Connections = disk write errors!

Hi there everyone!

First off, I posted this here as I couldn't quite find a place that best fit for it, I apologize if I made a mistake.

I have a dedicated server from a host in Denver, running FreeBSD 7.4 that runs an ircd, IRC services, an eggdrop, apache, inetd, sshd and Icecast. As Icecast begins receiving connections, the other apps are getting disk write "permission denied" errors and, in some cases, appear to be none-allowed disk access from that point on and eventually, the apps will crash! This includes IRC services, and even connections to the IRCD itself, the webserver, sshd, inetd and finally icecast itself will implode.

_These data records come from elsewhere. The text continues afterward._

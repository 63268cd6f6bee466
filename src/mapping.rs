//! Conversions between HSV, normalized triangle coordinates and pixels.
//!
//! `TrianglePoint` is independent of surface size: `x` runs across the full
//! side length, `y` runs from the apex (0) to the base (1). The triangle is
//! painted with black at the apex and a white→hue ramp along the base, so `y`
//! tracks HSV value and `x` grows with saturation.

use tiny_skia::Pixmap;

use crate::color::{Hsv, SolidColor};
use crate::error::PickerError;
use crate::measure::{Measurements, Point};
use crate::raster;

/// Normalized position inside the saturation/value triangle.
#[derive(Debug, Clone, Copy, PartialEq, Default)]
pub struct TrianglePoint {
    pub x: f64,
    pub y: f64,
}

impl TrianglePoint {
    pub fn new(x: f64, y: f64) -> Self {
        Self { x, y }
    }
}

/// Surface pixel for a triangle point.
pub fn point_to_pixel(point: TrianglePoint, m: &Measurements) -> Point {
    Point::new(
        m.left_x + point.x * m.side_length,
        m.top_y + point.y * m.vertical_extent(),
    )
}

/// Triangle point for a surface pixel. Inverse of [`point_to_pixel`].
pub fn pixel_to_point(pixel: Point, m: &Measurements) -> TrianglePoint {
    TrianglePoint::new(
        (pixel.x - m.left_x) / m.side_length,
        (pixel.y - m.top_y) / m.vertical_extent(),
    )
}

/// Place an HSV color in the triangle without looking at the geometry.
///
/// Saturation is mapped linearly onto the middle half of the width and value
/// straight onto `y`. The painted gradients are inset from the edges, so the
/// colour rendered there only approximates `hsv`; see
/// [`hsv_to_rendered_point`] for a placement that reproduces it.
pub fn hsv_to_point(hsv: Hsv) -> TrianglePoint {
    TrianglePoint::new(hsv.s / 2.0 + 0.25, hsv.v)
}

/// Place an HSV color on the pixel whose painted colour is closest to it.
///
/// The row is picked from the black overlay's span, the column from that
/// row's saturation gradient. The result always lands on a whole pixel
/// inside the painted triangle.
pub fn hsv_to_rendered_point(hsv: Hsv, m: &Measurements) -> TrianglePoint {
    let s = hsv.s.clamp(0.0, 1.0);
    let v = hsv.v.clamp(0.0, 1.0);

    let (top, bottom) = m.value_span();
    let row = (top + v * (bottom - top) - 0.5).round();
    // saturation rows are painted at `i + row_offset`, rounded
    let last = m.row_count().saturating_sub(1) as f64;
    let i = (row - m.row_offset().round()).clamp(0.0, last) as usize;

    let column = (m.saturation_row(i).x_at_alpha(s) - 0.5).round();
    pixel_to_point(Point::new(column, row), m)
}

/// Analytic inverse of [`hsv_to_point`], for callers without a rendered buffer.
pub fn point_to_hsv(point: TrianglePoint, hue: f64) -> Hsv {
    Hsv::new(
        hue,
        ((point.x - 0.25) * 2.0).clamp(0.0, 1.0),
        point.y.clamp(0.0, 1.0),
    )
}

/// Read the rendered color under `pixel` (rounded to the nearest pixel).
pub fn sample_color(pixel: Point, surface: &Pixmap) -> Result<SolidColor, PickerError> {
    let x = pixel.x.round() as i64;
    let y = pixel.y.round() as i64;
    raster::read_pixel(surface, x, y).map(SolidColor::from_rgba8)
}

#[cfg(test)]
mod tests {
    use super::*;

    #[test]
    fn pixel_round_trip_recovers_point() {
        let m = Measurements::for_surface(320, 240, 3.0);
        for &(x, y) in &[(0.5, 0.05), (0.0, 1.0), (1.0, 1.0), (0.3, 0.7), (0.5, 0.0)] {
            let p = TrianglePoint::new(x, y);
            let back = pixel_to_point(point_to_pixel(p, &m), &m);
            assert!((back.x - x).abs() < 1e-9 && (back.y - y).abs() < 1e-9);
        }
    }

    #[test]
    fn corners_map_to_vertices() {
        let m = Measurements::for_surface(128, 128, 3.0);
        let apex = point_to_pixel(TrianglePoint::new(0.5, 0.0), &m);
        assert!((apex.x - m.apex().x).abs() < 1e-9 && (apex.y - m.apex().y).abs() < 1e-9);
        let right = point_to_pixel(TrianglePoint::new(1.0, 1.0), &m);
        assert!((right.x - m.right_x).abs() < 1e-9 && (right.y - m.bottom_y).abs() < 1e-9);
    }

    #[test]
    fn hsv_placement() {
        let p = hsv_to_point(Hsv::new(200.0, 1.0, 1.0));
        assert_eq!(p, TrianglePoint::new(0.75, 1.0));
        let p = hsv_to_point(Hsv::new(0.0, 0.0, 0.5));
        assert_eq!(p, TrianglePoint::new(0.25, 0.5));
        let back = point_to_hsv(TrianglePoint::new(0.6, 0.4), 42.0);
        assert!((back.s - 0.7).abs() < 1e-12 && (back.v - 0.4).abs() < 1e-12);
        assert_eq!(back.h, 42.0);
    }

    #[test]
    fn rendered_placement_lands_on_whole_pixels_inside() {
        let m = Measurements::for_surface(128, 128, 3.0);
        for &(s, v) in &[(0.0, 0.0), (1.0, 1.0), (0.0, 1.0), (0.5, 0.5), (1.0, 0.1)] {
            let p = hsv_to_rendered_point(Hsv::new(30.0, s, v), &m);
            let px = point_to_pixel(p, &m);
            assert!((px.x - px.x.round()).abs() < 1e-9, "{px:?}");
            assert!((px.y - px.y.round()).abs() < 1e-9, "{px:?}");
            assert!((0.0..=1.0).contains(&p.x) && (0.0..=1.0).contains(&p.y), "{p:?}");
        }
        // full value stays clear of the base
        let low = point_to_pixel(hsv_to_rendered_point(Hsv::new(0.0, 0.0, 1.0), &m), &m);
        assert!(low.y < m.bottom_y - m.margin);
        // more saturation moves right
        let pale = hsv_to_rendered_point(Hsv::new(0.0, 0.2, 0.8), &m);
        let vivid = hsv_to_rendered_point(Hsv::new(0.0, 0.9, 0.8), &m);
        assert!(vivid.x > pale.x && vivid.y == pale.y);
    }

    #[test]
    fn sampling_outside_the_buffer_fails() {
        let mut surface = raster::surface(4, 4).unwrap();
        surface.fill(raster::color([1, 2, 3, 255]));
        assert_eq!(
            sample_color(Point::new(1.2, 2.6), &surface),
            Ok(SolidColor::from_rgba8([1, 2, 3, 255]))
        );
        assert!(matches!(
            sample_color(Point::new(3.6, 0.0), &surface),
            Err(PickerError::OutOfBounds { x: 4, .. })
        ));
    }
}
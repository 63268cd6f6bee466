//! Geometry of the hue ring and the triangle it encloses.
//!
//! Everything is derived from the surface size on demand. Nothing here is
//! cached, so a resize can never leave stale geometry behind.

pub use kurbo::Point;

use crate::constants;

/// One horizontal saturation row of the triangle fill.
#[derive(Debug, Clone, Copy, PartialEq)]
pub struct SaturationRow {
    /// Unrounded row position; the row is painted at `y.round()`.
    pub y: f64,
    pub half_width: f64,
    /// Where the hue is fully opaque.
    pub start_x: f64,
    /// Where the hue has faded out.
    pub end_x: f64,
}

impl SaturationRow {
    /// Horizontal position where the hue shows with opacity `alpha`.
    ///
    /// Rows narrower than twice the margin run the fade right to left, but
    /// the opaque end is always the right one.
    pub fn x_at_alpha(&self, alpha: f64) -> f64 {
        let (clear, opaque) = if self.start_x < self.end_x {
            (self.start_x, self.end_x)
        } else {
            (self.end_x, self.start_x)
        };
        clear + alpha * (opaque - clear)
    }
}

/// Derived layout for one surface size.
#[derive(Debug, Clone, Copy, PartialEq)]
pub struct Measurements {
    pub w: f64,
    pub h: f64,
    /// Smaller and larger surface dimension.
    pub min: f64,
    pub max: f64,
    /// Offsets that centre the square picker area on a non-square surface.
    pub mx: f64,
    pub my: f64,
    pub ring_thickness: f64,
    pub margin: f64,
    /// Distance from the surface centre to each triangle vertex.
    pub triangle_radius: f64,
    pub side_length: f64,
    pub left_x: f64,
    pub right_x: f64,
    pub top_y: f64,
    pub bottom_y: f64,
}

impl Measurements {
    /// Measurements with the default ring thickness (`min / 12`).
    pub fn for_surface(width: u32, height: u32, margin: f64) -> Self {
        let ring = width.min(height) as f64 / constants::RING_DIVISOR;
        Self::new(width as f64, height as f64, ring, margin)
    }

    pub fn new(w: f64, h: f64, ring_thickness: f64, margin: f64) -> Self {
        let min = w.min(h);
        let max = w.max(h);
        let mx = if h < w { ((max - min) / 2.0).floor() } else { 0.0 };
        let my = if w < h { ((max - min) / 2.0).floor() } else { 0.0 };

        let triangle_radius = (min / 2.0).floor() - ring_thickness;
        // sqrt(3)/2 * radius is half a side
        let side_length = 3f64.sqrt() * triangle_radius;

        Self {
            w,
            h,
            min,
            max,
            mx,
            my,
            ring_thickness,
            margin,
            triangle_radius,
            side_length,
            left_x: w / 2.0 - side_length / 2.0,
            right_x: w / 2.0 + side_length / 2.0,
            top_y: my + ring_thickness,
            bottom_y: (h + triangle_radius) / 2.0,
        }
    }

    /// Geometric centre of the surface.
    pub fn center(&self) -> Point {
        Point::new(self.w / 2.0, self.h / 2.0)
    }

    /// Centre the ring is painted around (whole pixels).
    pub fn ring_center(&self) -> Point {
        Point::new((self.w / 2.0).floor(), (self.h / 2.0).floor())
    }

    /// Radius through the middle of the ring band.
    pub fn ring_mid_radius(&self) -> f64 {
        (self.min / 2.0).floor() - self.ring_thickness / 2.0
    }

    /// Height of the triangle from apex to base.
    pub fn vertical_extent(&self) -> f64 {
        1.5 * self.triangle_radius
    }

    pub fn apex(&self) -> Point {
        Point::new(self.w / 2.0, self.top_y)
    }

    pub fn base_left(&self) -> Point {
        Point::new(self.left_x, self.bottom_y)
    }

    pub fn base_right(&self) -> Point {
        Point::new(self.right_x, self.bottom_y)
    }

    /// Number of saturation rows painted from the apex down.
    pub fn row_count(&self) -> usize {
        (self.vertical_extent() + 1.0).ceil().max(0.0) as usize
    }

    /// Distance from the surface top to the row with index 0.
    pub fn row_offset(&self) -> f64 {
        self.h / 2.0 - self.triangle_radius
    }

    /// Saturation row `i`, counted down from the apex.
    pub fn saturation_row(&self, i: usize) -> SaturationRow {
        let cx = self.w / 2.0;
        let half_width = i as f64 / 3f64.sqrt();
        SaturationRow {
            y: i as f64 + self.row_offset(),
            half_width,
            start_x: cx + half_width - self.margin,
            end_x: cx - half_width + self.margin,
        }
    }

    /// Vertical span of the black overlay, from opaque to transparent.
    pub fn value_span(&self) -> (f64, f64) {
        let inset = self.margin + constants::GRADIENT_INSET;
        (self.top_y + inset, self.bottom_y - inset)
    }
}
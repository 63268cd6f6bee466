//! Standalone demo: opens a window with the hue ring and triangle picker.

use floem::prelude::*;
use floem::window::WindowConfig;
use floem::AnyView;
use floem_triangle::{colour_picker, SolidColor};

fn app_view() -> AnyView {
    let color = RwSignal::new(SolidColor::from_hex("3B82F6").unwrap_or_default());
    match colour_picker(color) {
        Ok(picker) => picker.into_any(),
        Err(err) => label(move || err.to_string()).into_any(),
    }
}

fn main() {
    floem::Application::new()
        .window(
            move |_| {
                app_view().on_event_stop(floem::event::EventListener::WindowClosed, |_| {
                    floem::quit_app()
                })
            },
            Some(
                WindowConfig::default()
                    .size((256.0, 256.0))
                    .title("floem-triangle"),
            ),
        )
        .run();
}
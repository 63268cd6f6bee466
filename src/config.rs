//! Picker construction options.

use crate::constants;

/// Surface size and styling for a [`crate::ColourPicker`].
#[derive(Debug, Clone, Copy, PartialEq)]
pub struct PickerConfig {
    pub width: u32,
    pub height: u32,
    /// Clear band kept inside the triangle edges, in pixels.
    pub margin: f64,
    /// RGBA8 fill behind the ring and triangle.
    pub background: [u8; 4],
}

impl Default for PickerConfig {
    fn default() -> Self {
        Self {
            width: constants::DEFAULT_SIZE,
            height: constants::DEFAULT_SIZE,
            margin: constants::TRIANGLE_MARGIN,
            background: constants::BACKGROUND,
        }
    }
}

impl PickerConfig {
    /// Build from optional caller dimensions.
    ///
    /// A missing, NaN or non-positive width becomes [`constants::DEFAULT_SIZE`];
    /// an invalid height falls back to the resolved width. Valid values are
    /// rounded to whole pixels and clamped to [`constants::MAX_DIMENSION`].
    pub fn new(width: Option<f64>, height: Option<f64>) -> Self {
        let (width, height) = resolve_dimensions(width, height);
        Self {
            width,
            height,
            ..Self::default()
        }
    }

    pub fn with_margin(mut self, margin: f64) -> Self {
        self.margin = margin;
        self
    }

    pub fn with_background(mut self, background: [u8; 4]) -> Self {
        self.background = background;
        self
    }
}

fn valid_dimension(value: Option<f64>) -> Option<u32> {
    match value {
        // `0.4` rounds to zero, which is still not a usable surface
        Some(v) if v.is_finite() && v > 0.0 && v.round() >= 1.0 => {
            Some(v.round().min(constants::MAX_DIMENSION as f64) as u32)
        }
        _ => None,
    }
}

pub(crate) fn resolve_dimensions(width: Option<f64>, height: Option<f64>) -> (u32, u32) {
    let width = valid_dimension(width).unwrap_or(constants::DEFAULT_SIZE);
    let height = valid_dimension(height).unwrap_or(width);
    (width, height)
}
//! Painting the ring, the triangle and the indicator layer.
//!
//! The triangle is built from three passes: a white fill, one horizontal
//! saturation gradient per pixel row (a single linear gradient cannot follow
//! the slanted edges), and a vertical black overlay that falls off from the
//! apex to the base.

use tiny_skia::{GradientStop, LinearGradient, Paint, Pixmap, Rect, SpreadMode, Transform};

use crate::constants;
use crate::error::PickerError;
use crate::mapping::{self, TrianglePoint};
use crate::math;
use crate::measure::{Measurements, Point};
use crate::raster;

const WHITE: [u8; 4] = [255, 255, 255, 255];
const BLACK: [u8; 4] = [0, 0, 0, 255];

/// Paint background, ring and triangle.
pub(crate) fn draw_all(
    surface: &mut Pixmap,
    m: &Measurements,
    hue: f64,
    background: [u8; 4],
) -> Result<(), PickerError> {
    surface.fill(raster::color(background));
    draw_ring(surface, m)?;
    draw_triangle(surface, m, hue, background);
    Ok(())
}

pub(crate) fn draw_ring(surface: &mut Pixmap, m: &Measurements) -> Result<(), PickerError> {
    let mid = m.ring_mid_radius();
    let half = m.ring_thickness / 2.0;
    raster::draw_hue_ring(surface, m.ring_center(), mid - half, mid + half)
}

fn gradient(start: Point, end: Point, stops: Vec<GradientStop>) -> Option<Paint<'static>> {
    let shader = LinearGradient::new(
        raster::to_sk(start),
        raster::to_sk(end),
        stops,
        SpreadMode::Pad,
        Transform::identity(),
    )?;
    Some(Paint {
        shader,
        ..Paint::default()
    })
}

/// Repaint the triangle for `hue`, leaving the ring untouched.
pub(crate) fn draw_triangle(surface: &mut Pixmap, m: &Measurements, hue: f64, background: [u8; 4]) {
    let (r, g, b) = math::hsl_to_rgb(hue, 1.0, 0.5);
    let (r, g, b) = (
        math::channel_to_u8(r),
        math::channel_to_u8(g),
        math::channel_to_u8(b),
    );
    let opaque = raster::color([r, g, b, 255]);
    let clear = raster::color([r, g, b, 0]);
    let c = m.center();

    if let Some(disc) = raster::circle(c, m.triangle_radius) {
        raster::fill(surface, &disc, &raster::solid(background));
    }
    let Some(triangle) = raster::polygon(&[m.apex(), m.base_left(), m.base_right()]) else {
        log::warn!("Triangle is degenerate at {}x{}", m.w, m.h);
        return;
    };
    raster::fill(surface, &triangle, &raster::solid(WHITE));

    for i in 0..m.row_count() {
        let row = m.saturation_row(i);
        // near the apex the gradient endpoints cross over, so flip the stops
        // to keep the pure hue on the right
        let stops = if row.half_width < m.margin {
            vec![GradientStop::new(0.0, clear), GradientStop::new(1.0, opaque)]
        } else {
            vec![GradientStop::new(0.0, opaque), GradientStop::new(1.0, clear)]
        };
        let Some(paint) = gradient(
            Point::new(row.start_x, row.y),
            Point::new(row.end_x, row.y),
            stops,
        ) else {
            continue;
        };
        let rect = Rect::from_xywh(
            (c.x - row.half_width) as f32,
            row.y.round() as f32,
            (2.0 * row.half_width) as f32,
            1.0,
        );
        if let Some(rect) = rect {
            surface.fill_rect(rect, &paint, Transform::identity(), None);
        }
    }

    let (top, bottom) = m.value_span();
    let lightness = gradient(
        Point::new(0.0, top),
        Point::new(0.0, bottom),
        vec![
            GradientStop::new(0.0, raster::color(BLACK)),
            GradientStop::new(1.0, raster::color([0, 0, 0, 0])),
        ],
    );
    if let Some(paint) = lightness {
        raster::fill(surface, &triangle, &paint);
    }
}

/// Repaint the overlay: a tick across the ring at `hue` and a two-tone
/// marker at the triangle point.
pub(crate) fn draw_indicators(layer: &mut Pixmap, m: &Measurements, hue: f64, point: TrianglePoint) {
    layer.fill(tiny_skia::Color::TRANSPARENT);

    let c = m.center();
    let (sin, cos) = hue.to_radians().sin_cos();
    let inner = Point::new(c.x + cos * m.triangle_radius, c.y + sin * m.triangle_radius);
    let outer_r = m.triangle_radius + m.ring_thickness;
    let outer = Point::new(c.x + cos * outer_r, c.y + sin * outer_r);
    if let Some(tick) = raster::polyline(&[inner, outer]) {
        raster::stroke(layer, &tick, constants::INDICATOR_STROKE, BLACK);
    }

    let marker = mapping::point_to_pixel(point, m);
    for (radius, rgba) in [
        (constants::MARKER_INNER_RADIUS, WHITE),
        (constants::MARKER_OUTER_RADIUS, BLACK),
    ] {
        if let Some(ring) = raster::circle(marker, radius) {
            raster::stroke(layer, &ring, constants::INDICATOR_STROKE, rgba);
        }
    }
}
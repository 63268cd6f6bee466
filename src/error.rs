//! Error types for the picker's raster surfaces.

use thiserror::Error;

/// Errors that can occur when allocating or sampling a surface.
#[derive(Error, Debug, Clone, PartialEq, Eq)]
pub enum PickerError {
    /// The requested pixel lies outside the buffer
    #[error("sample coordinate ({x}, {y}) outside {width}x{height} surface")]
    OutOfBounds {
        x: i64,
        y: i64,
        width: u32,
        height: u32,
    },

    /// A pixmap of this size could not be allocated
    #[error("cannot allocate a {width}x{height} surface")]
    Surface { width: u32, height: u32 },
}
//! Secrets and links handed to the receiver of a stored drop.
//!
//! The identifier and the secret travel separately. The secret is either a
//! random "code" (the raw 256-bit key as hex) or a passphrase that is stretched
//! with Argon2 on both ends.

use std::fmt;

use zeroize::Zeroizing;

use crate::crypto::{self, KEY_LEN, KdfParams, SymmetricKey};
use crate::error::{Error, Result};
use crate::store::MessageId;

/// Minimum passphrase length for stored drops, in characters.
pub const MIN_SHARE_PASSPHRASE_CHARS: usize = 10;

/// Length of a share code in hex characters.
pub const CODE_HEX_LEN: usize = 2 * KEY_LEN;

/// Query parameter that carries the message id in share links.
pub const LINK_PARAM: &str = "msgid";

pub enum ShareSecret {
    Code(SymmetricKey),
    Passphrase(Zeroizing<String>),
}

impl ShareSecret {
    /// Draws a fresh random code.
    pub fn generate_code() -> Result<Self> {
        crypto::generate_key().map(Self::Code)
    }

    pub fn passphrase(text: &str) -> Result<Self> {
        let chars = text.chars().count();
        if chars < MIN_SHARE_PASSPHRASE_CHARS {
            return Err(Error::InvalidInput(format!(
                "passphrase must be at least {MIN_SHARE_PASSPHRASE_CHARS} characters (got {chars})"
            )));
        }
        Ok(Self::Passphrase(Zeroizing::new(text.to_owned())))
    }

    /// Interprets user input: 64 hex characters are a code, anything else a passphrase.
    pub fn parse(text: &str) -> Result<Self> {
        let trimmed = text.trim();
        if trimmed.len() == CODE_HEX_LEN && trimmed.bytes().all(|b| b.is_ascii_hexdigit()) {
            let mut key = Zeroizing::new([0u8; KEY_LEN]);
            hex::decode_to_slice(trimmed, key.as_mut_slice())
                .map_err(|_| Error::InvalidInput("share code is not valid hex".into()))?;
            return Ok(Self::Code(key));
        }
        Self::passphrase(text)
    }

    pub fn is_code(&self) -> bool {
        matches!(self, Self::Code(_))
    }

    /// The text the receiver needs: hex for codes, the passphrase itself otherwise.
    pub fn reveal(&self) -> Zeroizing<String> {
        match self {
            Self::Code(key) => Zeroizing::new(hex::encode(key.as_slice())),
            Self::Passphrase(text) => text.clone(),
        }
    }

    /// Resolves the symmetric key. Codes ignore `salt` and `kdf`.
    pub fn derive_key(&self, salt: Option<&[u8]>, kdf: KdfParams) -> Result<SymmetricKey> {
        match self {
            Self::Code(key) => Ok(key.clone()),
            Self::Passphrase(text) => crypto::derive_key(text, salt, kdf),
        }
    }
}

impl fmt::Debug for ShareSecret {
    fn fmt(&self, f: &mut fmt::Formatter<'_>) -> fmt::Result {
        match self {
            Self::Code(_) => f.write_str("ShareSecret::Code(<redacted>)"),
            Self::Passphrase(_) => f.write_str("ShareSecret::Passphrase(<redacted>)"),
        }
    }
}

/// Appends `msgid=<id>` to a base URL.
pub fn share_link(base: &str, id: &MessageId) -> String {
    let separator = if base.contains('?') { '&' } else { '?' };
    format!("{base}{separator}{LINK_PARAM}={id}")
}

/// Extracts a message id from a share link or a bare id.
pub fn message_id_from_link(text: &str) -> Result<MessageId> {
    let text = text.trim();
    let Some((_, query)) = text.split_once('?') else {
        return text.parse();
    };

    let query = query.split('#').next().unwrap_or_default();
    query
        .split('&')
        .find_map(|pair| match pair.split_once('=') {
            Some((LINK_PARAM, value)) => Some(value),
            _ => None,
        })
        .ok_or_else(|| Error::InvalidInput(format!("link has no {LINK_PARAM} parameter")))?
        .parse()
}

#[cfg(test)]
mod tests {
    use super::*;

    fn fast() -> KdfParams {
        KdfParams::new(1024, 1, 1).unwrap()
    }

    #[test]
    fn generated_code_reveals_as_hex() {
        let secret = ShareSecret::generate_code().unwrap();
        let text = secret.reveal();

        assert!(secret.is_code());
        assert_eq!(text.len(), CODE_HEX_LEN);
        assert!(text.bytes().all(|b| b.is_ascii_hexdigit()));
    }

    #[test]
    fn code_parses_back_to_same_key() {
        let secret = ShareSecret::generate_code().unwrap();
        let parsed = ShareSecret::parse(&secret.reveal()).unwrap();

        assert!(parsed.is_code());
        assert_eq!(
            *secret.derive_key(None, fast()).unwrap(),
            *parsed.derive_key(None, fast()).unwrap()
        );
    }

    #[test]
    fn other_text_is_a_passphrase() {
        let parsed = ShareSecret::parse("open sesame please").unwrap();
        assert!(!parsed.is_code());
        assert_eq!(parsed.reveal().as_str(), "open sesame please");
    }

    #[test]
    fn short_passphrase_fails() {
        match ShareSecret::parse("too short") {
            Err(Error::InvalidInput(msg)) => assert!(msg.contains("at least 10")),
            other => panic!("expected InvalidInput, got: {other:?}"),
        }
        assert!(ShareSecret::passphrase("ten chars!").is_ok());
    }

    #[test]
    fn passphrase_key_depends_on_salt() {
        let secret = ShareSecret::passphrase("open sesame please").unwrap();
        let a = secret.derive_key(Some([1u8; 16].as_slice()), fast()).unwrap();
        let b = secret.derive_key(Some([2u8; 16].as_slice()), fast()).unwrap();

        assert_ne!(*a, *b);
    }

    #[test]
    fn debug_redacts() {
        let secret = ShareSecret::passphrase("open sesame please").unwrap();
        assert!(!format!("{secret:?}").contains("sesame"));
    }

    #[test]
    fn link_roundtrip() {
        let id: MessageId = "00112233445566778899aabbccddeeff".parse().unwrap();

        let link = share_link("https://drop.example/read", &id);
        assert_eq!(
            link,
            "https://drop.example/read?msgid=00112233445566778899aabbccddeeff"
        );
        assert_eq!(message_id_from_link(&link).unwrap(), id);
    }

    #[test]
    fn link_with_existing_query() {
        let id: MessageId = "abcd".parse().unwrap();
        let link = share_link("https://drop.example/?lang=en", &id);

        assert_eq!(link, "https://drop.example/?lang=en&msgid=abcd");
        assert_eq!(message_id_from_link(&link).unwrap(), id);
    }

    #[test]
    fn bare_id_is_accepted() {
        let id = message_id_from_link(" abcd1234 ").unwrap();
        assert_eq!(id.as_str(), "abcd1234");
    }

    #[test]
    fn link_without_param_fails() {
        assert!(message_id_from_link("https://drop.example/?lang=en").is_err());
    }

    #[test]
    fn link_fragment_is_ignored() {
        let id = message_id_from_link("https://drop.example/?msgid=beef#top").unwrap();
        assert_eq!(id.as_str(), "beef");
    }
}
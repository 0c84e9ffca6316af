use anyhow::{Context, Result, bail};
use std::io::{self, BufRead, IsTerminal, Read};
use zeroize::Zeroizing;

pub const PASSPHRASE_ENV: &str = "HUSHDROP_PASSPHRASE";

/// Reads the passphrase for a deterministic key pair.
pub fn read_new_passphrase() -> Result<Zeroizing<String>> {
    //  Environment Variable
    //  HUSHDROP_PASSPHRASE="correct horse battery staple" hushdrop keygen --passphrase
    if let Ok(pw) = std::env::var(PASSPHRASE_ENV) {
        if !pw.is_empty() {
            return Ok(Zeroizing::new(pw));
        }
    }

    //  stdin (Pipeline)
    if !io::stdin().is_terminal() {
        let mut pw = Zeroizing::new(String::new());
        io::stdin().lock().read_line(&mut pw)?;
        trim_newline(&mut pw);

        if pw.is_empty() {
            bail!("no passphrase provided");
        }
        return Ok(pw);
    }

    // the same passphrase must reproduce the same identity later, so confirm it
    let pw1 = Zeroizing::new(rpassword::prompt_password("Passphrase: ")?);
    let pw2 = Zeroizing::new(rpassword::prompt_password("Confirm passphrase: ")?);

    if pw1.is_empty() {
        bail!("passphrase cannot be empty");
    }

    if pw1 != pw2 {
        bail!("passphrases do not match");
    }

    Ok(pw1)
}

/// Takes the message from the command line or, failing that, all of stdin.
pub fn read_message(arg: Option<String>) -> Result<Zeroizing<String>> {
    if let Some(message) = arg {
        return Ok(Zeroizing::new(message));
    }

    if io::stdin().is_terminal() {
        eprintln!("Enter message, end with Ctrl-D:");
    }
    let mut message = Zeroizing::new(String::new());
    io::stdin()
        .read_to_string(&mut message)
        .context("failed to read message from stdin")?;
    trim_newline(&mut message);
    Ok(message)
}

fn trim_newline(s: &mut String) {
    while s.ends_with('\n') || s.ends_with('\r') {
        s.pop();
    }
}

Although the issue begins at around 10 connections, it get progressively worse and worse as the connections increase; at around 260 connections, everything pukes and the server locks everything OUT- including SSH! The only remedy to this is to REBOOT the server to restore disk access again; that is, until icecast starts receiving connections again!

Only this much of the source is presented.